Juliana conta que tem discalculia, que é a dificuldade de fazer cálculos matemáticos, e que também não consegue interpretar ironias e metáforas. Ambas, características comuns do autismo. Além disso, ela explica que algumas atividades que podem ser consideradas interessantes por pessoas neurotípicas, para ela e outras pessoas atípicas, não o são.
"Não tinha interesse de me relacionar e ter contato com as pessoas"
"Várias coisas que são corriqueiras pra muitas pessoas, pra mim ou não são interessantes, ou eu simplesmente não consigo fazer. Sair todo final de semana pra um bar, por exemplo. Pra mim isso é impossível". Jú conta que desde a adolescência se percebia diferente dos colegas. "Na escola, todo mundo tinha o seu grupinho de amigos e tinha muito interesse em sexo, drogas, festas, aquela coisa toda que é normal da adolescência. Eu nunca quis ser assim. Eu sempre fui aquela criança que com 10, 12 anos, assistia ao jornal".
A sexualidade, ela diz, também a colocava em um lugar diferente. "Primeiro porque eu sou sapatão, né?! Mas naquela época eu não tinha a menor noção disso. Mas era nítido que eu era bem diferente dos outros nesse âmbito de me relacionar, de querer ter contato com as pessoas."
Julyana, que é bióloga e mestranda em neurociências pela UERJ, se entendeu lésbica aos 20 anos, pouco antes do diagnóstico de autismo.
"O engraçado é que me descobri sapatão aos 20, mas só aos 22 descobri que era autista. Uma coisa meio que desencadeou a outra. Demorei um tempo até me entender por que a questão do autismo era tão gritante, de eu me sentir diferente, inadequada, me sentir um alien em vista dos outros, que eu demorei até compreender outras questões da minha vida. Eu só fui me entender como lésbica aos 20 anos, mas levei esse tempo todo porque antes eu não me preocupava com o outro, eu me preocupava em entender o que acontecia comigo e porque eu era tão diferente. Até que em determinado momento desencanei disso e resolvi viver a minha vida."
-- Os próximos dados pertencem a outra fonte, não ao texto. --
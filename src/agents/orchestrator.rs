//! Intent orchestrator.
//!
//! Splits one transcript into transaction intents and routes each to its
//! kind's agent. Intents fail independently: a bad kind label or a failed
//! extraction produces a failure message for that intent only and never
//! aborts its siblings. When an utterance carries several operations, each
//! outgoing message is numbered `i/n`.

use std::sync::Arc;

use crate::catalog::CatalogSnapshot;
use crate::error::Result;
use crate::oracle::{ExtractionOracle, OperationKind};

use super::expense::ExpenseAgent;
use super::income::IncomeAgent;
use super::transfer::{AdjustmentAgent, TransferAgent};
use super::{AgentReply, OperationAgent};

/// One processed intent: the transcript span it came from and what the
/// agent made of it.
#[derive(Debug, Clone, PartialEq)]
pub struct IntentOutcome {
    pub span: String,
    pub reply: AgentReply,
}

pub struct Orchestrator {
    oracle: Arc<dyn ExtractionOracle>,
    agents: Vec<Box<dyn OperationAgent>>,
}

impl Orchestrator {
    pub fn new(oracle: Arc<dyn ExtractionOracle>) -> Self {
        let agents: Vec<Box<dyn OperationAgent>> = vec![
            Box::new(ExpenseAgent::new(Arc::clone(&oracle))),
            Box::new(IncomeAgent::new(Arc::clone(&oracle))),
            Box::new(TransferAgent::new(Arc::clone(&oracle))),
            Box::new(AdjustmentAgent::new(Arc::clone(&oracle))),
        ];
        Self { oracle, agents }
    }

    fn agent_for(&self, kind: OperationKind) -> Option<&dyn OperationAgent> {
        self.agents
            .iter()
            .map(|agent| agent.as_ref())
            .find(|agent| agent.kind() == kind)
    }

    /// Process one transcript into per-intent outcomes, in utterance order.
    pub async fn process(
        &self,
        transcript: &str,
        catalog: &CatalogSnapshot,
    ) -> Result<Vec<IntentOutcome>> {
        let intents = self.oracle.split_intents(transcript, catalog).await?;
        let (relevant, irrelevant): (Vec<_>, Vec<_>) =
            intents.into_iter().partition(|intent| intent.relevant);

        if relevant.is_empty() {
            let note = irrelevant
                .iter()
                .map(|intent| intent.note.trim())
                .find(|note| !note.is_empty())
                .unwrap_or("Не удалось распознать финансовую операцию. Попробуйте ещё раз.");
            return Ok(vec![IntentOutcome {
                span: transcript.to_owned(),
                reply: AgentReply::Failed {
                    message: note.to_owned(),
                },
            }]);
        }

        let total = relevant.len();
        let mut outcomes = Vec::with_capacity(total);
        for (index, intent) in relevant.into_iter().enumerate() {
            let mut reply = match OperationKind::parse(&intent.kind_label) {
                Ok(kind) => match self.agent_for(kind) {
                    Some(agent) => match agent.handle(&intent.span, catalog).await {
                        Ok(reply) => reply,
                        Err(err) => {
                            tracing::warn!(%err, span = %intent.span, "intent processing failed");
                            AgentReply::Failed {
                                message: format!("⚠️ Не удалось обработать: {}", intent.span),
                            }
                        }
                    },
                    None => AgentReply::Failed {
                        message: format!("⚠️ Не удалось обработать: {}", intent.span),
                    },
                },
                Err(err) => {
                    tracing::warn!(%err, span = %intent.span, "unroutable intent");
                    AgentReply::Failed {
                        message: format!(
                            "⚠️ Не удалось определить тип операции: {}",
                            intent.span
                        ),
                    }
                }
            };
            if total > 1 {
                prefix_position(&mut reply, index + 1, total);
            }
            outcomes.push(IntentOutcome {
                span: intent.span,
                reply,
            });
        }
        Ok(outcomes)
    }
}

fn prefix_position(reply: &mut AgentReply, position: usize, total: usize) {
    let message = match reply {
        AgentReply::Recorded { message, .. }
        | AgentReply::Clarify { message }
        | AgentReply::Failed { message } => message,
    };
    *message = format!("{position}/{total} {message}");
}

#[cfg(test)]
mod tests {
    #![allow(clippy::unwrap_used, clippy::expect_used)]

    use super::*;
    use crate::agents::tests_support::catalog;
    use crate::error::{LedgerError, Result};
    use crate::ledger::{LocatedRow, SheetKind};
    use crate::oracle::{
        EditCommand, ExtractedFields, Extraction, OperationKind, TransactionIntent, TxStatus,
    };
    use async_trait::async_trait;
    use std::collections::HashMap;

    struct ScriptedOracle {
        intents: Vec<TransactionIntent>,
        fields: HashMap<&'static str, ExtractedFields>,
    }

    #[async_trait]
    impl ExtractionOracle for ScriptedOracle {
        async fn split_intents(
            &self,
            _transcript: &str,
            _catalog: &crate::catalog::CatalogSnapshot,
        ) -> Result<Vec<TransactionIntent>> {
            Ok(self.intents.clone())
        }

        async fn extract_fields(
            &self,
            _kind: OperationKind,
            span: &str,
            _catalog: &crate::catalog::CatalogSnapshot,
        ) -> Result<Extraction> {
            self.fields
                .get(span)
                .cloned()
                .map(|fields| Extraction {
                    fields,
                    note: String::new(),
                })
                .ok_or_else(|| LedgerError::Oracle("no script for span".to_owned()))
        }

        async fn interpret_edit(
            &self,
            _row: &LocatedRow,
            _chain_tail: &[String],
            _instruction: &str,
        ) -> Result<EditCommand> {
            Err(LedgerError::Oracle("not used".to_owned()))
        }
    }

    fn intent(relevant: bool, kind: &str, span: &str, note: &str) -> TransactionIntent {
        TransactionIntent {
            relevant,
            kind_label: kind.to_owned(),
            span: span.to_owned(),
            note: note.to_owned(),
        }
    }

    fn expense(amount: f64) -> ExtractedFields {
        ExtractedFields::Expense {
            category: "Продукты".to_owned(),
            account: "Наличные".to_owned(),
            amount,
            status: TxStatus::Committed,
            comment: String::new(),
        }
    }

    #[tokio::test]
    async fn single_intent_gets_no_position_prefix() {
        let oracle = Arc::new(ScriptedOracle {
            intents: vec![intent(true, "Расходы", "500 на продукты", "")],
            fields: HashMap::from([("500 на продукты", expense(500.0))]),
        });
        let outcomes = Orchestrator::new(oracle)
            .process("потратил 500 на продукты", &catalog())
            .await
            .unwrap();
        assert_eq!(outcomes.len(), 1);
        let AgentReply::Recorded { ref message, ref record } = outcomes[0].reply else {
            panic!("expected recorded");
        };
        assert!(message.starts_with("✅ Расход добавлен:"));
        assert_eq!(record.sheet, SheetKind::Expenses);
    }

    #[tokio::test]
    async fn multiple_intents_are_numbered_in_order() {
        let oracle = Arc::new(ScriptedOracle {
            intents: vec![
                intent(true, "Переводы", "перевёл 1000 на карту", ""),
                intent(true, "Расходы", "500 на продукты", ""),
            ],
            fields: HashMap::from([
                (
                    "перевёл 1000 на карту",
                    ExtractedFields::Transfer {
                        write_off_account: "Наличные".to_owned(),
                        replenishment_account: "Карта".to_owned(),
                        write_off_amount: 1000.0,
                        replenishment_amount: 0.0,
                        status: TxStatus::Committed,
                        comment: String::new(),
                    },
                ),
                ("500 на продукты", expense(500.0)),
            ]),
        });
        let outcomes = Orchestrator::new(oracle)
            .process("перевёл 1000 на карту и купил продуктов на 500", &catalog())
            .await
            .unwrap();
        assert_eq!(outcomes.len(), 2);
        let AgentReply::Recorded { ref message, .. } = outcomes[0].reply else {
            panic!("expected recorded");
        };
        assert!(message.starts_with("1/2 ✅ Перевод добавлен:"));
        let AgentReply::Recorded { ref message, .. } = outcomes[1].reply else {
            panic!("expected recorded");
        };
        assert!(message.starts_with("2/2 ✅ Расход добавлен:"));
    }

    #[tokio::test]
    async fn irrelevant_utterance_echoes_the_oracle_note() {
        let oracle = Arc::new(ScriptedOracle {
            intents: vec![intent(false, "None", "какая сегодня погода", "Я записываю только финансовые операции.")],
            fields: HashMap::new(),
        });
        let outcomes = Orchestrator::new(oracle)
            .process("какая сегодня погода", &catalog())
            .await
            .unwrap();
        assert_eq!(outcomes.len(), 1);
        let AgentReply::Failed { ref message } = outcomes[0].reply else {
            panic!("expected failure");
        };
        assert_eq!(message, "Я записываю только финансовые операции.");
    }

    #[tokio::test]
    async fn bad_kind_label_fails_only_its_own_intent() {
        let oracle = Arc::new(ScriptedOracle {
            intents: vec![
                intent(true, "Кредиты", "взял кредит", ""),
                intent(true, "Расходы", "500 на продукты", ""),
            ],
            fields: HashMap::from([("500 на продукты", expense(500.0))]),
        });
        let outcomes = Orchestrator::new(oracle)
            .process("взял кредит и купил продуктов", &catalog())
            .await
            .unwrap();
        assert!(matches!(outcomes[0].reply, AgentReply::Failed { .. }));
        assert!(matches!(outcomes[1].reply, AgentReply::Recorded { .. }));
    }
}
Níveis de autismo: "Ser nível 1 significa que eu não preciso de tanto suporte, mas tenho várias limitações"
Há três níveis de autismo: leve, moderado e severo. Julyana é nível 1. Isso significa, por exemplo, que ela não precisa de tanto suporte quanto autistas de nível 2 (moderado), e nível 3 (severo), mas que tem limitações.
"Não preciso fazer terapia ocupacional e fonoaudiologia. O meu único suporte é psicoterapia e a minha rede de apoio, que no caso é minha família, mas mesmo assim eu tenho várias limitações por causa do autismo. Limitações de cunho emocional, e às vezes até cognitiva"
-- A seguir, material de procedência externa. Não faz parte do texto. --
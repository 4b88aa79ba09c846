//! Spreadsheet-backed ledger store.
//!
//! The store is an opaque row-store with insert/update/delete-by-position
//! operations; one `batch` call is atomic on the remote side. Everything
//! positional (sheet titles, anchor rows, column indexes) comes from
//! [`SheetsConfig`](crate::config::SheetsConfig).

pub mod rows;
pub mod sheets;

use async_trait::async_trait;

use crate::config::{SheetLayout, SheetsConfig};
use crate::error::Result;

pub use rows::LedgerRecord;
pub use sheets::SheetsStore;

/// Which ledger sheet a row lives on.
#[derive(Debug, Clone, Copy, PartialEq, Eq, Hash)]
pub enum SheetKind {
    Expenses,
    Incomes,
    Transfers,
}

impl SheetKind {
    pub const ALL: [SheetKind; 3] = [
        SheetKind::Expenses,
        SheetKind::Incomes,
        SheetKind::Transfers,
    ];

    pub fn layout<'a>(&self, config: &'a SheetsConfig) -> &'a SheetLayout {
        match self {
            SheetKind::Expenses => &config.expenses,
            SheetKind::Incomes => &config.incomes,
            SheetKind::Transfers => &config.transfers,
        }
    }
}

/// A single cell value in the store's type system.
#[derive(Debug, Clone, PartialEq)]
pub enum CellValue {
    Number(f64),
    Text(String),
    Formula(String),
}

/// One mutation in a batch request. The remote store applies a whole batch
/// atomically, which the edit flow relies on instead of rolling back.
#[derive(Debug, Clone, PartialEq)]
pub enum BatchOp {
    /// Insert an empty row above the given 1-based row.
    InsertRowAbove { sheet: SheetKind, row: u32 },
    /// Overwrite a contiguous run of cells starting at (row, column),
    /// both zero-based.
    UpdateCells {
        sheet: SheetKind,
        row: u32,
        column: u32,
        values: Vec<CellValue>,
    },
    /// Delete the given 1-based row.
    DeleteRow { sheet: SheetKind, row: u32 },
}

/// A ledger row located by its tag.
#[derive(Debug, Clone, PartialEq)]
pub struct LocatedRow {
    pub sheet: SheetKind,
    /// 1-based row number in the sheet.
    pub row_number: u32,
    /// Raw cell values of the row, column A onward.
    pub values: Vec<String>,
}

/// Row-store contract consumed by the rest of the system.
#[async_trait]
pub trait LedgerStore: Send + Sync {
    /// Read a rectangular A1 range. Missing trailing cells are absent, not
    /// empty strings.
    async fn read_range(&self, range: &str) -> Result<Vec<Vec<String>>>;

    /// Apply a batch of mutations atomically.
    async fn batch(&self, ops: Vec<BatchOp>) -> Result<()>;

    /// Read a single column range, flattening non-empty leading cells.
    async fn read_column(&self, range: &str) -> Result<Vec<String>> {
        let rows = self.read_range(range).await?;
        Ok(rows
            .into_iter()
            .filter_map(|row| row.into_iter().next())
            .filter(|cell| !cell.is_empty())
            .collect())
    }
}

/// Zero-based column index → A1 letter(s).
pub fn column_letter(index: u32) -> String {
    let mut n = index;
    let mut letters = String::new();
    loop {
        letters.insert(0, char::from(b'A' + (n % 26) as u8));
        if n < 26 {
            break;
        }
        n = n / 26 - 1;
    }
    letters
}

/// Look a tag up across all three sheets with a linear column scan.
///
/// At most one row per tag is assumed; the first match on the scan wins.
/// Tags are stored as spreadsheet numbers, so cells are compared after a
/// lossy numeric parse.
pub async fn find_by_tag(
    store: &dyn LedgerStore,
    config: &SheetsConfig,
    tag: i64,
) -> Result<Option<LocatedRow>> {
    for sheet in SheetKind::ALL {
        let layout = sheet.layout(config);
        let col = column_letter(layout.tag_column);
        let scan_range = format!(
            "{}!{}{}:{}{}",
            layout.title, col, layout.anchor_row, col, layout.tag_scan_limit
        );
        let cells = store.read_range(&scan_range).await?;

        for (idx, row) in cells.iter().enumerate() {
            let Some(cell) = row.first() else { continue };
            // Number cells may render as "12345.0".
            let matches = cell
                .parse::<f64>()
                .ok()
                .is_some_and(|v| v as i64 == tag);
            if !matches {
                continue;
            }

            let row_number = layout.anchor_row + idx as u32;
            let data_range = format!(
                "{}!A{}:{}{}",
                layout.title,
                row_number,
                column_letter(layout.tag_column),
                row_number
            );
            let mut data = store.read_range(&data_range).await?;
            let values = if data.is_empty() {
                Vec::new()
            } else {
                data.remove(0)
            };
            return Ok(Some(LocatedRow {
                sheet,
                row_number,
                values,
            }));
        }
    }
    Ok(None)
}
Compartilhar conteúdo nas redes sociais, para ela, é prestar serviço para outras autistas. "Foi justamente porque outras pessoas que falam sobre autismo me ajudaram a entender quem eu sou. Se eu sou quem eu sou hoje, que me aceito, me amo, tenho orgulho, finalmente, de quem eu sou, foi por causa dessas pessoas também", declara.